Manufacturing the F/A-22

Manufacturing Engineering, Mar 2005 by Aronson, Robert B

Building the next-generation superfighter

For the Boeing sections of the F/A-22, most of the parts are being made by GKN Aerospace's St. Louis, MO manufacturing facility. Programs currently in the St. Louis portfolio include: the F-15, the C-17 Globemaster (a cargo carrier), F/A-18 (the Navy's replacement for the F-14), the F/A-22 Raptor, and the T-45 Goshawk trainer.

The site was initially founded by the United States Navy in 1939 and post-WWII became a part of the McDonnell Aircraft Corporation. It was home to the Phantom series of jet fighter aircraft and the AV-8B Harrier combat aircraft. McDonnell-Douglas Corp. merged with Boeing in 1997. On January 8, 2001 GKN Aerospace acquired the operation. It is now a Tier One supplier for Boeing IDS and other companies.

When contracts were awarded for the F/A-22, GKN Aerospace was faced with the challenge of bringing the metal structures operation up to the standards required for the new generation of aircraft. They had to develop the ability to rapidly machine titanium, work with large complex parts never before made, improve accuracy, and minimize scrap.

The improvements came in two forms:

First was working with existing machines. The shop had 54 Cincinnati Milacron gantry machines, some over 30 years old. Each is being evaluated for the company's gantry rebuild program. So far, six have been reworked and plans are in place to complete an additional 18 gantries.

Second, because of the complexity and precision required for other parts, the purchase of new equipment was necessary. This major investment included three Henri Line' high-speed profiling machines and three five-axis Mazak e-1060V Integrex machining centers.

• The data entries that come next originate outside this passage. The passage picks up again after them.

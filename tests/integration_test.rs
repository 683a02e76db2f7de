use pretty_assertions::assert_eq;
use serde_json::{json, Value};
use std::path::PathBuf;
use swagger_from_routes::{
    manifest::load_manifest,
    route::StaticRouteTable,
    scanner::FileScanner,
    serializer::{serialize_json, serialize_yaml},
    swagger_builder::{swagger, SwaggerBuilder, SwaggerDocument},
};
use tempfile::TempDir;

fn fixture(name: &str) -> PathBuf {
    PathBuf::from(env!("CARGO_MANIFEST_DIR"))
        .join("tests/fixtures")
        .join(name)
}

fn build_from(names: &[&str]) -> SwaggerDocument {
    let mut table = StaticRouteTable::new();
    for name in names {
        let manifest = load_manifest(&fixture(name)).expect("Failed to load manifest");
        table.merge(manifest.route_table().expect("Invalid manifest"));
    }
    swagger(&table).expect("Failed to assemble document")
}

fn definition_keys<'a>(doc: &'a SwaggerDocument, prefix: &str) -> Vec<&'a String> {
    doc.definitions
        .keys()
        .filter(|k| k.starts_with(prefix))
        .collect()
}

fn lookup<'a>(doc: &'a SwaggerDocument, reference: &Value) -> &'a Value {
    let key = reference
        .as_str()
        .expect("reference should be a string")
        .trim_start_matches("#/definitions/");
    doc.definitions
        .get(key)
        .unwrap_or_else(|| panic!("dangling reference {}", key))
}

#[test]
fn test_shop_paths() {
    let doc = build_from(&["shop.yaml"]);

    let paths: Vec<_> = doc.paths.keys().map(String::as_str).collect();
    assert_eq!(
        paths,
        vec!["/customers/{customer_id}", "/orders", "/orders/{order_id}"]
    );

    let orders = &doc.paths["/orders"];
    assert_eq!(orders.keys().collect::<Vec<_>>(), vec!["get", "post"]);
    assert!(doc.paths.keys().all(|p| !p.contains("internal")));
}

#[test]
fn test_class_view_operations() {
    let doc = build_from(&["shop.yaml"]);
    let orders = &doc.paths["/orders"];

    let list = &orders["get"];
    assert_eq!(list.summary.as_deref(), Some("List orders."));
    assert_eq!(list.description.as_deref(), Some("<br/>Newest first.<br/>"));
    assert_eq!(list.extra["tags"], json!(["orders"]));
    assert_eq!(list.extra["produces"], json!(["application/json"]));
    assert_eq!(list.extra["security"], json!([]));

    let names: Vec<_> = list
        .parameters
        .iter()
        .map(|p| p["name"].as_str().unwrap())
        .collect();
    assert_eq!(names, vec!["page", "per_page", "status", "ids"]);
    assert_eq!(
        list.parameters[2],
        json!({
            "name": "status",
            "type": "string",
            "in": "query",
            "description": "Order status",
            "required": false,
            "enum": ["open", "paid", "shipped"],
        })
    );
    assert_eq!(list.parameters[0]["default"], 1);
    assert_eq!(list.parameters[3]["type"], "string");

    let list_schema = &list.responses["200"]["schema"];
    assert_eq!(list_schema["type"], "array");
    let order = lookup(&doc, &list_schema["items"]["$ref"]);
    assert_eq!(order["properties"]["total"], json!({ "type": "number" }));
    assert_eq!(order["properties"]["created_at"], json!({ "type": "string" }));
    assert_eq!(
        order["properties"]["lines"],
        json!({ "type": "array", "items": { "type": "integer" } })
    );
    assert!(order["properties"].get("summary").is_none());

    let create = &orders["post"];
    assert_eq!(create.extra["security"], json!([{ "Bearer": [] }]));
    let mut statuses: Vec<_> = create.responses.keys().collect();
    statuses.sort();
    assert_eq!(statuses, vec!["201", "400"]);
    assert_eq!(create.parameters[0]["in"], "formData");
    assert_eq!(create.parameters[0]["type"], "integer");
}

#[test]
fn test_function_handler_operations() {
    let doc = build_from(&["shop.yaml"]);
    let detail = &doc.paths["/orders/{order_id}"];

    let get = &detail["get"];
    assert_eq!(get.extra["tags"], json!(["order-detail"]));
    assert_eq!(
        get.parameters,
        vec![json!({
            "name": "order_id",
            "type": "integer",
            "in": "path",
            "required": true,
            "description": "order_id",
        })]
    );
    assert_eq!(
        get.responses["200"]["schema"],
        json!({ "$ref": "#/definitions/shop.orders.order_detail:Order" })
    );

    // the same handler answers DELETE with the same attached response
    assert!(detail["delete"].responses.contains_key("200"));
}

#[test]
fn test_only_restricts_nested_properties() {
    let doc = build_from(&["shop.yaml"]);
    let order = &doc.definitions["shop.orders.order_detail:Order"];

    let customer = lookup(&doc, &order["properties"]["customer"]["$ref"]);
    let mut keys: Vec<_> = customer["properties"]
        .as_object()
        .unwrap()
        .keys()
        .collect();
    keys.sort();
    // the nested "id" property is dropped
    assert_eq!(keys, vec!["name"]);
}

#[test]
fn test_self_nesting_terminates() {
    let doc = build_from(&["shop.yaml"]);
    let customer = &doc.definitions["shop.customers.get_customer:Customer"];

    let referrer = lookup(&doc, &customer["properties"]["referrer"]["$ref"]);
    assert!(referrer["properties"].get("referrer").is_none());
    assert!(referrer["properties"].get("home").is_some());

    // Customer, its home, the referrer and the referrer's home
    assert_eq!(
        definition_keys(&doc, "shop.customers.get_customer:").len(),
        4
    );
    assert_eq!(
        doc.paths["/customers/{customer_id}"]["get"].extra["security"],
        json!([{ "Bearer": [] }])
    );
}

#[test]
fn test_every_reference_resolves() {
    fn collect_refs(value: &Value, refs: &mut Vec<String>) {
        match value {
            Value::Object(map) => {
                for (key, inner) in map {
                    match (key.as_str(), inner) {
                        ("$ref", Value::String(r)) => refs.push(r.clone()),
                        _ => collect_refs(inner, refs),
                    }
                }
            }
            Value::Array(items) => items.iter().for_each(|v| collect_refs(v, refs)),
            _ => {}
        }
    }

    let doc = build_from(&["shop.yaml", "admin.json"]);
    let mut refs = Vec::new();
    collect_refs(&serde_json::to_value(&doc).unwrap(), &mut refs);

    assert!(!refs.is_empty());
    for reference in &refs {
        let key = reference.trim_start_matches("#/definitions/");
        assert!(doc.definitions.contains_key(key), "dangling {}", reference);
    }
    for definition in doc.definitions.values() {
        assert!(definition.get("id").is_none());
        assert!(definition.get("schema").is_none());
    }
}

#[test]
fn test_same_schema_name_across_manifests() {
    let doc = build_from(&["shop.yaml", "admin.json"]);

    let warehouse = &doc.definitions["admin.warehouses.warehouse:Warehouse"];
    let admin_address = lookup(&doc, &warehouse["properties"]["address"]["$ref"]);
    assert!(admin_address["properties"].get("postcode").is_some());

    let customer = &doc.definitions["shop.customers.get_customer:Customer"];
    let shop_address = lookup(&doc, &customer["properties"]["home"]["$ref"]);
    assert!(shop_address["properties"].get("street").is_some());

    let operation = &doc.paths["/warehouses/{code}"]["put"];
    assert_eq!(operation.parameters[0]["type"], "string");
    assert_eq!(operation.responses.len(), 1);
}

#[test]
fn test_scan_and_serialize_directory() {
    let temp_dir = TempDir::new().expect("Failed to create temp directory");
    for name in ["shop.yaml", "admin.json"] {
        std::fs::copy(fixture(name), temp_dir.path().join(name)).unwrap();
    }
    std::fs::write(temp_dir.path().join("notes.md"), "# not a manifest").unwrap();

    let scan = FileScanner::new(temp_dir.path().to_path_buf())
        .scan()
        .expect("Failed to scan directory");
    assert_eq!(scan.manifest_files.len(), 2);

    let mut table = StaticRouteTable::new();
    for path in &scan.manifest_files {
        table.merge(load_manifest(path).unwrap().route_table().unwrap());
    }
    let mut builder =
        SwaggerBuilder::new().with_info("Shop API".to_string(), "1.2.0".to_string());
    builder.add_table(&table).unwrap();
    let doc = builder.build();

    let json: Value = serde_json::from_str(&serialize_json(&doc).unwrap()).unwrap();
    assert_eq!(json["swagger"], "2.0");
    assert_eq!(json["info"], json!({ "version": "1.2.0", "title": "Shop API" }));
    assert_eq!(json["paths"].as_object().unwrap().len(), 4);

    let yaml = serialize_yaml(&doc).unwrap();
    assert!(yaml.contains("/warehouses/{code}:"));
    assert!(yaml.contains("$ref:"));
}

#[test]
fn test_assembly_is_repeatable() {
    let manifest = load_manifest(&fixture("shop.yaml")).unwrap();
    let table = manifest.route_table().unwrap();

    let first = swagger(&table).unwrap();
    let second = swagger(&table).unwrap();
    assert_eq!(first, second);
}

Company engineers worked to improve a number of specific areas:

Titanium machining. One of the major features of the F/A-22's design is extensive use of titanium. The weight, stress, and survivability requirements made it a necessary element of the structure. Therefore, learning to machine titanium quickly and accurately became a prime requirement for the manufacturers. Essentially they achieved the speed and accuracy required by applying the same processes that gained them the ability to machine aluminum at high speeds. This was done by blending several elements: new cutters and cutter coatings, minimizing runout, and advanced programming techniques.

One particular challenge is cutting thin sections. In these cuts the designers try to avoid placing backup elements since that takes much more setup time, particularly with the large parts they work with. Instead they have derived a program that uses a combination of DOC, tool speeds, and feeds that allows the forming of sections less than 0.030" (0.8-mm) thick. The trick is to keep solid material around the pocket as much as possible.

Working with titanium not only means more rapid cutting but at the same time requiring greater accuracy. This is necessary because specifications demand it and because the cost of scrapped parts is very high.

With titanium roughing, it was found that cutter-tool selection and operating specs were concerns. These were addressed by adapting new programming techniques that influence the DOC, cutting feeds and speeds, and cutter size.

For finishing passes the main issue was the need to understand the impact of runout. It became understood that a bad pass with too much runout could easily ruin a part-or at least require extensive rework.

Spindles were reworked and toolholding methods were developed, including the use of shrink-fit on high-precision parts. In addition, they used smaller axial and radial DOC. This produced an overall runout of 0.001'' (0.03 mm) TIR measured from the cutting tool. Once runout is minimized it's possible to do more aggressive cutting, yet still hold tool life.

Training programs were necessary. The new and refurbished equipment requires a competent workforce. To ensure the availability of skilled operators, GKN Aerospace has linked with a local junior college which has a machinist training program.

They have a close relation with the school which is a potential source of not only machinists but maintenance personnel as well. There is a cooperative interchange between GKN Aerospace and the school faculty to ensure that course work matches the company's needs.

Deburring is essential for both ease of assembly and ensuring proper air flow over external mold-line surfaces. At GKN it's done in a vibratory media system. A recent addition is a unit that can take larger parts such as a wing spar measuring 8'' × 12'' × 20' (203 mm × 305 mm × 6 m). Part areas with very critical dimensions are masked to prevent dimensional changes.

Machine tools. The key machine is the Cincinnati Milacron (Cincinnati, OH) five-axis gantry. A gantry is the optimum machine to use for many of the F/A-22 parts.

These machines are undergoing a major refurbishing to bring them up to the standards needed for F/A-22 part production. All parts related to accuracy were reworked or rebuilt. Changes include the replacement of the original control with GE Fanuc 15Oi units, new drives and servos, and a full rebuild of the gearboxes, transmissions, and the 3600-rpm spindle packs. In the reworked machines quality, has improved 30% and there has been a 70% reduction in maintenance problems. The production C^sub pk^ is now averaging 1.3. The current goal is a runout of 0.0001'' (0.003mm).